Aan het woord is Sander Theunissen, sinds 2016 als advocaat arbeidsrecht verbonden aan advocaten & notariskantoor Lexence. “De regering heeft de hiermee gemoeide kosten op ruim € 1.000 miljoen beraamd, daarmee wordt het naar verwachting één van de duurste dossiers voor het huidige kabinet. Onze verwachting is dat die kosten vanwege veel slapende dienstverbanden nog wel eens hoger zullen uitvallen.”
Duidelijkheid voor zowel werkgever als werknemer
Een interessante ontwikkeling voor werkgevers die met langdurige zieke werknemers te maken hebben. Een werkgever moet loon doorbetalen aan een zieke werknemer.

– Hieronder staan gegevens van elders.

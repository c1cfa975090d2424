use anyhow::{Context, Result};
use serde::{Deserialize, Serialize};
use std::fs;
use std::path::PathBuf;

use finly_core::currency::{CurrencyInfo, DEFAULT_CURRENCY, currency_for_region};

use crate::store::ensure_finly_home;

#[derive(Debug, Clone, Serialize, Deserialize)]
pub struct Config {
    /// Region key into the currency table ("US", "IN", ...)
    #[serde(default = "default_region")]
    pub region: String,
    /// IANA timezone used to resolve "today" for imports and the dashboard
    #[serde(default = "default_timezone")]
    pub timezone: String,
}

fn default_region() -> String {
    "US".to_string()
}

fn default_timezone() -> String {
    "UTC".to_string()
}

impl Default for Config {
    fn default() -> Self {
        Self {
            region: default_region(),
            timezone: default_timezone(),
        }
    }
}

impl Config {
    pub fn currency(&self) -> &'static CurrencyInfo {
        currency_for_region(&self.region).unwrap_or(&DEFAULT_CURRENCY)
    }
}

pub fn config_path() -> Result<PathBuf> {
    Ok(ensure_finly_home()?.join("config.toml"))
}

pub fn load_config() -> Result<Config> {
    let p = config_path()?;
    if !p.exists() {
        return Ok(Config::default());
    }
    let s = fs::read_to_string(&p).with_context(|| format!("read {}", p.display()))?;
    Ok(toml::from_str(&s).with_context(|| format!("parse {}", p.display()))?)
}

pub fn save_config(config: &Config) -> Result<()> {
    let p = config_path()?;
    let s = toml::to_string_pretty(config)?;
    fs::write(&p, s).with_context(|| format!("write {}", p.display()))?;
    Ok(())
}

#[cfg(test)]
mod tests {
    use super::*;

    #[test]
    fn test_defaults_fill_missing_fields() {
        let cfg: Config = toml::from_str("").unwrap();
        assert_eq!(cfg.region, "US");
        assert_eq!(cfg.timezone, "UTC");
        assert_eq!(cfg.currency().code, "USD");

        let cfg: Config = toml::from_str("region = \"IN\"").unwrap();
        assert_eq!(cfg.currency().code, "INR");
        assert_eq!(cfg.timezone, "UTC");
    }
}
//! Audit ingestion
//!
//! Synchronous recorder invoked by request-handling collaborators after a
//! state-changing operation succeeds. Auditing is best-effort: a storage
//! failure is logged and swallowed, never surfaced to the operation being
//! audited. Success gating is the caller's concern; the recorder inspects
//! nothing about the operation's outcome.

use crate::config::MonitorConfig;
use crate::store::AuditStore;
use crate::types::{ActionKind, AuditRecord};
use std::sync::Arc;
use std::time::Duration;

/// Best-effort audit recorder
pub struct AuditRecorder {
    store: Arc<dyn AuditStore>,
    store_timeout: Duration,
}

impl AuditRecorder {
    /// Create a recorder over a store
    pub fn new(store: Arc<dyn AuditStore>, config: &MonitorConfig) -> Self {
        Self {
            store,
            store_timeout: config.store_timeout,
        }
    }

    /// Append one audit record with `timestamp = now()`
    ///
    /// Returns whether the record was persisted. Failures (empty user id,
    /// storage error, timeout) are logged and swallowed.
    pub async fn record(
        &self,
        user_id: impl Into<String>,
        action: ActionKind,
        entity_type: impl Into<String>,
        entity_id: Option<String>,
        details: Option<serde_json::Value>,
    ) -> bool {
        let user_id = user_id.into();
        if user_id.is_empty() {
            tracing::warn!("Audit record dropped: empty user id");
            return false;
        }

        let mut record = AuditRecord::new(user_id.clone(), action, entity_type);
        record.entity_id = entity_id;
        record.details = details;

        match tokio::time::timeout(self.store_timeout, self.store.append(record)).await {
            Ok(Ok(id)) => {
                tracing::debug!(user = %user_id, action = %action, id, "Audit record appended");
                true
            }
            Ok(Err(e)) => {
                tracing::error!(
                    user = %user_id,
                    action = %action,
                    error = %e,
                    "Failed to append audit record"
                );
                false
            }
            Err(_) => {
                tracing::error!(
                    user = %user_id,
                    action = %action,
                    timeout_ms = self.store_timeout.as_millis() as u64,
                    "Audit append timed out"
                );
                false
            }
        }
    }
}
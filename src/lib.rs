//! # benchwatch
//!
//! Activity auditing, anomaly sweeping, and live catalog fanout for the
//! A3S ecosystem.
//!
//! ## Overview
//!
//! `benchwatch` records user actions into an append-only audit trail,
//! periodically sweeps that trail to flag users whose recent activity
//! volume crosses a threshold, and serves read-side activity reports.
//! Alongside the audit pipeline it maintains a live catalog of CPU
//! benchmark entries and fans catalog events out to any number of
//! connected observers. Swap storage backends (file, in-memory, etc.)
//! without changing application code.
//!
//! ## Quick Start
//!
//! ```rust
//! use benchwatch::{ActionKind, AuditRecorder, MemoryAuditStore, MonitorConfig};
//! use std::sync::Arc;
//!
//! # async fn example() -> benchwatch::Result<()> {
//! let config = MonitorConfig::default();
//! let store = Arc::new(MemoryAuditStore::new());
//!
//! // Record an action; ingest never fails the caller
//! let recorder = AuditRecorder::new(store.clone(), &config);
//! let accepted = recorder
//!     .record("user-1", ActionKind::Create, "CPU", Some("42".into()), None)
//!     .await;
//!
//! assert!(accepted);
//! # Ok(())
//! # }
//! ```
//!
//! ## Backends
//!
//! - **memory** — In-memory store for testing and single-process use
//! - **file** — JSONL audit log plus atomically-written flag state
//!
//! ## Architecture
//!
//! - **AuditStore** trait — storage abstraction all backends implement
//! - **AuditRecorder** — fire-and-forget ingest that never fails callers
//! - **AnomalySweeper** — periodic threshold sweep that flags suspicious users
//! - **ActivityQuery** — read-side reports over the audit trail
//! - **FanoutHub** — observer registry with catalog snapshots and broadcasts

pub mod catalog;
pub mod config;
pub mod error;
pub mod hub;
pub mod query;
pub mod recorder;
pub mod store;
pub mod sweep;
pub mod types;

// Re-export core types
pub use config::MonitorConfig;
pub use error::{MonitorError, Result};
pub use query::{ActivityQuery, RECENT_ACTIONS_LIMIT};
pub use recorder::AuditRecorder;
pub use store::{AuditStore, FileAuditStore, MemoryAuditStore};
pub use sweep::{AnomalySweeper, SweepEvent, SweepOutcome};
pub use types::{
    ActionKind, ActionLogPage, ActivityBucket, AuditRecord, CatalogEntry, CatalogPage, HubMessage,
    MonitoredUser, RecordFilter, UserFlag,
};

// Re-export the live catalog side for convenience
pub use catalog::Catalog;
pub use hub::{FanoutHub, ObserverConnection};
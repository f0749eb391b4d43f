//! Real-time fanout hub
//!
//! Maintains the live set of observer connections and delivers catalog
//! events to all of them with best-effort, at-most-once-per-observer
//! semantics. Also owns the shared catalog and the background generation
//! loop. Entirely independent of the audit and anomaly pipeline.

use crate::catalog::{generate_entry, Catalog};
use crate::config::MonitorConfig;
use crate::error::{MonitorError, Result};
use crate::types::{CatalogEntry, CatalogPage, HubMessage};
use std::collections::HashMap;
use std::sync::Arc;
use tokio::sync::{mpsc, Mutex, RwLock};
use tokio::time::{interval, MissedTickBehavior};

/// Send side of one observer registration
struct ObserverHandle {
    tx: mpsc::Sender<HubMessage>,
    /// Pagination cursor into the catalog
    cursor: usize,
}

/// Receiving half of an observer registration
///
/// Messages arrive in production order. An observer that drops this
/// handle without calling `disconnect` is pruned at the next delivery
/// attempt.
pub struct ObserverConnection {
    id: String,
    rx: mpsc::Receiver<HubMessage>,
}

impl ObserverConnection {
    /// Opaque connection id (obs-<uuid>)
    pub fn id(&self) -> &str {
        &self.id
    }

    /// Receive the next message, awaiting delivery
    pub async fn recv(&mut self) -> Option<HubMessage> {
        self.rx.recv().await
    }

    /// Receive without waiting
    pub fn try_recv(&mut self) -> Option<HubMessage> {
        self.rx.try_recv().ok()
    }
}

/// Connection registry plus broadcast and generation machinery
pub struct FanoutHub {
    /// Shared resource set
    catalog: Arc<Catalog>,
    /// Live observers (observer id -> handle)
    connections: Arc<RwLock<HashMap<String, ObserverHandle>>>,
    /// Engine configuration
    config: MonitorConfig,
    /// Generation loop running flag
    running: Arc<RwLock<bool>>,
    /// Serializes append+broadcast so deliveries follow catalog id order
    publish_lock: Arc<Mutex<()>>,
}

impl FanoutHub {
    /// Create a hub with an empty catalog
    ///
    /// Fails on invalid configuration; this is the only point where
    /// configuration aborts anything.
    pub fn new(config: MonitorConfig) -> Result<Self> {
        config.validate()?;
        Ok(Self {
            catalog: Arc::new(Catalog::new()),
            connections: Arc::new(RwLock::new(HashMap::new())),
            config,
            running: Arc::new(RwLock::new(false)),
            publish_lock: Arc::new(Mutex::new(())),
        })
    }

    /// Access the underlying catalog
    pub fn catalog(&self) -> &Catalog {
        &self.catalog
    }

    /// Populate the catalog without broadcasting (startup seeding)
    pub async fn seed(&self, count: usize) {
        self.catalog.seed(count).await;
    }

    /// Number of live observers
    pub async fn observer_count(&self) -> usize {
        self.connections.read().await.len()
    }

    /// Register a new observer
    ///
    /// The first message on the returned connection is always a catalog
    /// snapshot (one default-sized page), queued before any broadcast
    /// can reach the observer.
    pub async fn connect(&self) -> ObserverConnection {
        let id = format!("obs-{}", uuid::Uuid::new_v4());
        let (tx, rx) = mpsc::channel(self.config.delivery_buffer);

        // Snapshot and registration happen under the registry write lock
        // so no broadcast can slip in between them
        let mut connections = self.connections.write().await;
        let page = self.catalog.page(0, self.config.default_page_size).await;
        let cursor = page.data.len();
        let _ = tx
            .send(HubMessage::InitialData {
                data: page.data,
                total: page.total,
                has_more: page.has_more,
            })
            .await;
        connections.insert(id.clone(), ObserverHandle { tx, cursor });
        drop(connections);

        tracing::info!(observer = %id, "Observer connected");
        ObserverConnection { id, rx }
    }

    /// Remove an observer; idempotent
    pub async fn disconnect(&self, observer_id: &str) {
        let mut connections = self.connections.write().await;
        if connections.remove(observer_id).is_some() {
            tracing::info!(observer = %observer_id, "Observer disconnected");
        }
    }

    /// Deliver a new-entry event to every connected observer
    ///
    /// A failed delivery (closed or full channel) removes that observer
    /// without blocking the rest and without erroring the producer.
    /// Returns the number of observers reached.
    pub async fn broadcast(&self, entry: &CatalogEntry) -> usize {
        self.fanout(HubMessage::NewEntry {
            entry: entry.clone(),
        })
        .await
    }

    /// Append an entry to the catalog, then broadcast it
    ///
    /// Concurrent producers are serialized, so every observer sees
    /// entries in id order.
    pub async fn publish(&self, entry: CatalogEntry) -> CatalogEntry {
        let _guard = self.publish_lock.lock().await;
        let entry = self.catalog.append(entry).await;
        self.broadcast(&entry).await;
        entry
    }

    /// Pull-based pagination, independent of the push channel
    ///
    /// `start` defaults to the connection's cursor and `limit` to the
    /// default page size, clamped to the maximum. Advances the cursor
    /// past the returned page.
    pub async fn request_more(
        &self,
        observer_id: &str,
        start: Option<usize>,
        limit: Option<usize>,
    ) -> Result<CatalogPage> {
        let limit = limit
            .unwrap_or(self.config.default_page_size)
            .min(self.config.max_page_size)
            .max(1);

        let mut connections = self.connections.write().await;
        let handle = connections
            .get_mut(observer_id)
            .ok_or_else(|| MonitorError::NotConnected(observer_id.to_string()))?;

        let start = start.unwrap_or(handle.cursor);
        let page = self.catalog.page(start, limit).await;
        handle.cursor = start.saturating_add(page.data.len());

        Ok(page)
    }

    /// Generate a burst of synthetic entries on behalf of an observer
    ///
    /// Each entry is appended and broadcast individually, never batched.
    /// The requester additionally receives a progress notification per
    /// entry; every observer receives one completion notification after
    /// the burst.
    pub async fn generate(
        &self,
        observer_id: &str,
        count: usize,
    ) -> Result<Vec<CatalogEntry>> {
        {
            let connections = self.connections.read().await;
            if !connections.contains_key(observer_id) {
                return Err(MonitorError::NotConnected(observer_id.to_string()));
            }
        }

        tracing::info!(observer = %observer_id, count, "Generating burst");
        let mut generated = Vec::with_capacity(count);

        for current in 1..=count {
            // One entry at a time relative to other producers
            let _guard = self.publish_lock.lock().await;
            let entry = self.catalog.append(generate_entry()).await;

            // Progress goes only to the requester
            self.send_to(
                observer_id,
                HubMessage::Progress {
                    current,
                    total: count,
                    entry: entry.clone(),
                },
            )
            .await;

            self.broadcast(&entry).await;
            generated.push(entry);
        }

        self.fanout(HubMessage::Complete {
            message: format!("Generated {} new CPU entries", count),
        })
        .await;

        Ok(generated)
    }

    /// Start the background generation loop
    ///
    /// Every tick appends and broadcasts one synthetic entry, but only
    /// while at least one observer is connected.
    pub async fn start_generation(&self) -> Result<()> {
        let mut running = self.running.write().await;
        if *running {
            return Ok(());
        }
        *running = true;
        drop(running);

        tracing::info!(
            interval_secs = self.config.generation_interval.as_secs(),
            "Generation loop started"
        );

        let catalog = self.catalog.clone();
        let connections = self.connections.clone();
        let config = self.config.clone();
        let running = self.running.clone();
        let publish_lock = self.publish_lock.clone();

        tokio::spawn(async move {
            let mut ticker = interval(config.generation_interval);
            ticker.set_missed_tick_behavior(MissedTickBehavior::Delay);

            loop {
                ticker.tick().await;

                // Check if still running
                if !*running.read().await {
                    break;
                }

                // Idle while nobody is watching
                if connections.read().await.is_empty() {
                    continue;
                }

                // Create a temporary hub for this tick
                let hub = FanoutHub {
                    catalog: catalog.clone(),
                    connections: connections.clone(),
                    config: config.clone(),
                    running: running.clone(),
                    publish_lock: publish_lock.clone(),
                };

                let entry = hub.publish(generate_entry()).await;
                tracing::debug!(
                    id = entry.id,
                    model = %entry.cpu_model,
                    "Generated catalog entry"
                );
            }

            tracing::info!("Generation loop stopped");
        });

        Ok(())
    }

    /// Stop the generation loop
    pub async fn stop_generation(&self) {
        let mut running = self.running.write().await;
        *running = false;
    }

    /// Check if the generation loop is running
    pub async fn is_generating(&self) -> bool {
        *self.running.read().await
    }

    /// Deliver a message to every connected observer, pruning failures
    async fn fanout(&self, message: HubMessage) -> usize {
        // Iterate over a stable snapshot of the registry
        let targets: Vec<(String, mpsc::Sender<HubMessage>)> = {
            let connections = self.connections.read().await;
            connections
                .iter()
                .map(|(id, handle)| (id.clone(), handle.tx.clone()))
                .collect()
        };

        let mut delivered = 0;
        let mut failed: Vec<(String, &'static str)> = Vec::new();

        for (id, tx) in targets {
            match tx.try_send(message.clone()) {
                Ok(()) => delivered += 1,
                Err(mpsc::error::TrySendError::Full(_)) => failed.push((id, "buffer full")),
                Err(mpsc::error::TrySendError::Closed(_)) => failed.push((id, "closed")),
            }
        }

        if !failed.is_empty() {
            let mut connections = self.connections.write().await;
            for (id, reason) in failed {
                connections.remove(&id);
                let error = MonitorError::Delivery {
                    observer: id,
                    reason: reason.to_string(),
                };
                tracing::warn!(error = %error, "Observer dropped after delivery failure");
            }
        }

        delivered
    }

    /// Best-effort delivery to a single observer
    async fn send_to(&self, observer_id: &str, message: HubMessage) {
        let tx = {
            let connections = self.connections.read().await;
            connections.get(observer_id).map(|handle| handle.tx.clone())
        };

        if let Some(tx) = tx {
            if let Err(e) = tx.try_send(message) {
                let reason = match e {
                    mpsc::error::TrySendError::Full(_) => "buffer full",
                    mpsc::error::TrySendError::Closed(_) => "closed",
                };
                let mut connections = self.connections.write().await;
                connections.remove(observer_id);
                let error = MonitorError::Delivery {
                    observer: observer_id.to_string(),
                    reason: reason.to_string(),
                };
                tracing::warn!(error = %error, "Observer dropped after delivery failure");
            }
        }
    }
}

Als de werknemer meer dan twee jaar ziek is, kan de werkgever ontslag aanvragen bij het UWV. “De zieke werknemer heeft dan recht op een transitievergoeding. Vanwege de kosten van die transitievergoeding beëindigen werkgevers vaak niet het dienstverband na twee jaar ziekte, maar wordt het dienstverband slapend voortgezet. De werknemer ontvangt dan geen salaris meer, maar komt ook niet in aanmerking voor een uitkering. Een onwenselijke situatie vindt de regering, die met deze regeling wil voorkomen de dat werknemers lang in onzekerheid blijven”, aldus Theunissen.
Casus werking Wet compenstie transitievergoeding
Johan, geboren op 7 juli 1974, is sinds 24 mei 1995 in dienst van A B.V. Laatstelijk verdiende Johan € 3.000 bruto per maand, inclusief 8% vakantiebijslag. Vanwege een privéongeval is Johan in mei 2017 arbeidsongeschikt geraakt. Op 8 mei 2019 is de 104-weken loondoorbetalingsplicht geëindigd en krijgt Johan een WGA-uitkering. Johan wil af van zijn slapende dienstverband en vraagt in september 2019 of zijn werkgever bereid is de arbeidsovereenkomst te beëindigen. In oktober 2019 sluiten partijen een vaststellingsovereenkomst, waarin staat dat de arbeidsovereenkomst eindigt met ingang van 1 februari 2020, onder toekenning van een ontslagvergoeding van € 30.000 bruto.
Op 1 april 2020 vraagt A compensatie van de betaalde ontslagvergoeding aan. Welk bedrag krijgt A gecompenseerd?
- Optie 1: de transitievergoeding volgens de WWZ-berekeningsmethode, aangezien de 104-weken loondoorbetalingsplicht is geëindigd vóór 1 januari 2020
- Optie 2: de transitievergoeding volgens de WAB-berekeningsmethode, aangezien de arbeidsovereenkomst is geëindigd na 1 januari 2020
- Optie 3: de overeengekomen ontslagvergoeding van € 30.000 bruto
- Optie 4: het loon dat is betaald gedurende de 104-weken ziekte
- Optie 5: A krijgt geen compensatie, want het initiatief tot beëindiging lag bij Johan
Antwoord
Optie 2 is correct.
Er bestaat een recht op compensatie, aangezien Johan meer dan 104 weken arbeidsongeschikt wegens ziekte is en de arbeidsovereenkomst om die reden wordt beëindigd. Er bestaat ook recht op compensatie als de arbeidsovereenkomst wordt beëindigd met een vaststellingsovereenkomst. Indien de loondoorbetaling na 104 weken ziekte vóór 1 januari 2020 eindigt en de arbeidsovereenkomst op of na 1 januari 2020 eindigt, geldt volgens Lexence voor compensatie van de transitievergoeding de nieuwe berekeningsmethode van de WAB. Hoewel in deze zaak de WWZ-berekeningsmethode leidt tot een transitievergoeding (berekend met fictieve einddatum op 8 mei 2019) van € 32.670 bruto, dient dus de WAB-berekeningsmethode te worden gevolgd. Volgens de WAB-berekeningsmethode is de transitievergoeding € 25.871,31 bruto (berekening bij benadering gelet op restdagen). De overeengekomen ontslagvergoeding en het betaalde loon over de 104 weken ziekte is hoger dan de WAB-transitievergoeding. Aangezien de WAB-transitievergoeding het laagste bedrag is, krijgt A dit bedrag vergoed.